Здесь можно поставить точку в кратком изложении попперовской философии науки, представляющем собой резюме его первых работ, датируемых концом 1920-х – началом 1930-х годов. Единственной моей целью было более подробное обоснование проницательной догадки Яусса об интеллектуальной близости эпистемологии Поппера к эстетике Шкловского. Их сходство обусловлено общим представлением об обманутом ожидании, которое, несомненно, занимает центральное место в теориях Шкловского, Поппера и Шмитта. Но в заключение мне хотелось бы указать на еще одну общую для всех троих и гораздо менее очевидную черту. Я имею в виду категорию чуда, к которой, как мы видели, Шмитт апеллирует открыто, а Шкловский – посредством библейских аллюзий. Можно ли сравнить с чудом понятие «фальсификации», которое, подобно художественному «остранению» и правовому «исключению», предполагает необходимость отбросить наши эмпирические презумпции? Учитывая репутацию Поппера, повсеместно считающегося «критическим рационалистом», эта идея звучит фантастически. Однако именно по этой причине, как сказал бы сам австрийский философ, нам следует приглядеться к ней повнимательней.
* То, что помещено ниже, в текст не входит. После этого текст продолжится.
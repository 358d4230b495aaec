// src/bitmap/draw.rs
//! Line and shape primitives.
//!
//! Everything here writes through the bounds-checked pixel store, so the
//! primitives clip themselves pixel by pixel and accept coordinates
//! anywhere in the signed plane.

use crate::rect::Rect;

use super::Bitmap;

fn put(bmp: &mut Bitmap, x: i32, y: i32, native: u32) {
    if x >= 0 && y >= 0 {
        bmp.put_pixel(x as usize, y as usize, native);
    }
}

impl Bitmap<'_> {
    /// Draws a line from `(x0, y0)` to `(x1, y1)` with Bresenham's
    /// algorithm. Both endpoints are drawn.
    pub fn draw_line(&mut self, x0: i32, y0: i32, x1: i32, y1: i32, native: u32) {
        let dx = (x1 - x0).abs();
        let dy = (y1 - y0).abs();
        let sx = if x0 < x1 { 1 } else { -1 };
        let sy = if y0 < y1 { 1 } else { -1 };
        let mut err = dx - dy;

        let (mut x, mut y) = (x0, y0);
        loop {
            put(self, x, y, native);
            if x == x1 && y == y1 {
                break;
            }
            let e2 = 2 * err;
            if e2 > -dy {
                err -= dy;
                x += sx;
            }
            if e2 < dx {
                err += dx;
                y += sy;
            }
        }
    }

    /// Draws the outline of `area`. Degenerate extents collapse to a line
    /// or a single pixel.
    pub fn draw_rectangle(&mut self, area: Rect, native: u32) {
        let x0 = i32::from(area.x);
        let y0 = i32::from(area.y);
        let x1 = x0 + i32::from(area.w);
        let y1 = y0 + i32::from(area.h);

        let horizontal = y0 == y1;
        let vertical = x0 == x1;

        if horizontal && vertical {
            put(self, x0, y0, native);
            return;
        }
        if horizontal {
            self.draw_line(x0, y0, x1, y0, native);
            return;
        }
        if vertical {
            self.draw_line(x0, y0, x0, y1, native);
            return;
        }

        self.draw_line(x0, y0, x1, y0, native);
        self.draw_line(x0, y1, x1, y1, native);
        self.draw_line(x0, y0 + 1, x0, y1 - 1, native);
        self.draw_line(x1, y0 + 1, x1, y1 - 1, native);
    }

    /// Fills `area` solid.
    pub fn draw_filled_rectangle(&mut self, area: Rect, native: u32) {
        self.fill_rect(area, native);
    }

    /// Draws the outline of the triangle `(x0,y0) (x1,y1) (x2,y2)`.
    pub fn draw_triangle(
        &mut self,
        x0: i32,
        y0: i32,
        x1: i32,
        y1: i32,
        x2: i32,
        y2: i32,
        native: u32,
    ) {
        self.draw_line(x0, y0, x1, y1, native);
        self.draw_line(x1, y1, x2, y2, native);
        self.draw_line(x2, y2, x0, y0, native);
    }

    /// Draws a circle outline with the midpoint algorithm, plotting all
    /// eight octants per step. `radius == 0` draws the center pixel.
    pub fn draw_circle(&mut self, cx: i32, cy: i32, radius: u32, native: u32) {
        let r = radius as i32;
        if r == 0 {
            put(self, cx, cy, native);
            return;
        }

        let mut x = r;
        let mut y = 0;
        let mut err = 1 - r;

        while x >= y {
            put(self, cx + x, cy + y, native);
            put(self, cx + y, cy + x, native);
            put(self, cx - y, cy + x, native);
            put(self, cx - x, cy + y, native);
            put(self, cx - x, cy - y, native);
            put(self, cx - y, cy - x, native);
            put(self, cx + y, cy - x, native);
            put(self, cx + x, cy - y, native);

            y += 1;
            if err < 0 {
                err += 2 * y + 1;
            } else {
                x -= 1;
                err += 2 * (y - x) + 1;
            }
        }
    }

    /// Draws consecutive segments through `points`, closing the loop from
    /// the last point back to the first when `closed` is set. Fewer than
    /// two points draw nothing.
    pub fn draw_polyline(&mut self, points: &[(i32, i32)], closed: bool, native: u32) {
        if points.len() < 2 {
            return;
        }
        for pair in points.windows(2) {
            self.draw_line(pair[0].0, pair[0].1, pair[1].0, pair[1].1, native);
        }
        if closed {
            let first = points[0];
            let last = points[points.len() - 1];
            self.draw_line(last.0, last.1, first.0, first.1, native);
        }
    }
}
С самого начала своей интеллектуальной карьеры Поппер непреклонно придерживался противопоставления между «сингулярными эмпирическими высказываниями», с одной стороны, и «естественнонаучными законами, теориями и универсальными эмпирическими высказываниями», с другой. Последние «составляют дедуктивные основания для дедукции предсказаний, то есть дедукции сингулярных эмпирических высказываний, истинность или ложность которых может быть выяснена посредством опыта» [Popper, 2010: 9]. Приведу пример: существует сформулированный Ньютоном теоретически закон всемирного тяготения, на основании которого я могу образовать сингулярное эмпирическое высказывание, предсказывающее, что если я отпущу очки, которые я держу сейчас в руках, то они упадут. И я легко могу проверить столь тривиальную гипотезу. В противоположность этому, «естественно-научные законы и теории обладают логическими свойствами… которые должны иметь дедуктивные основания, в том случае, если они могут быть проверены не непосредственно, но только опосредованно через свои следствия: они… эмпирически фальсифицируемы, а не верифицируемы. Хотя они не могут быть обоснованы индуктивно, они всегда могут… быть окончательно опровергнуты опытом» [Ibid.; ср. Поппер, 1983: 46 и сл.]. Таким образом, если «принцип фальсифицируемости» служит критерием научности всех эмпирических высказываний, то для того, чтобы теория Ньютона приобрела этот статус, должна иметься хотя бы минимальная возможность, что, когда я разожму руки, очки повиснут в воздухе или даже взлетят вверх. Но если я когда-нибудь столкнусь с таким сверхъестественным событием, то буду несказанно удивлен, ибо – алилуйя! – стану свидетелем чуда. Позволю себе закончить статью вопросом: следует ли из этого, что поиск научного знания основан, согласно Попперу, на существовании чудес?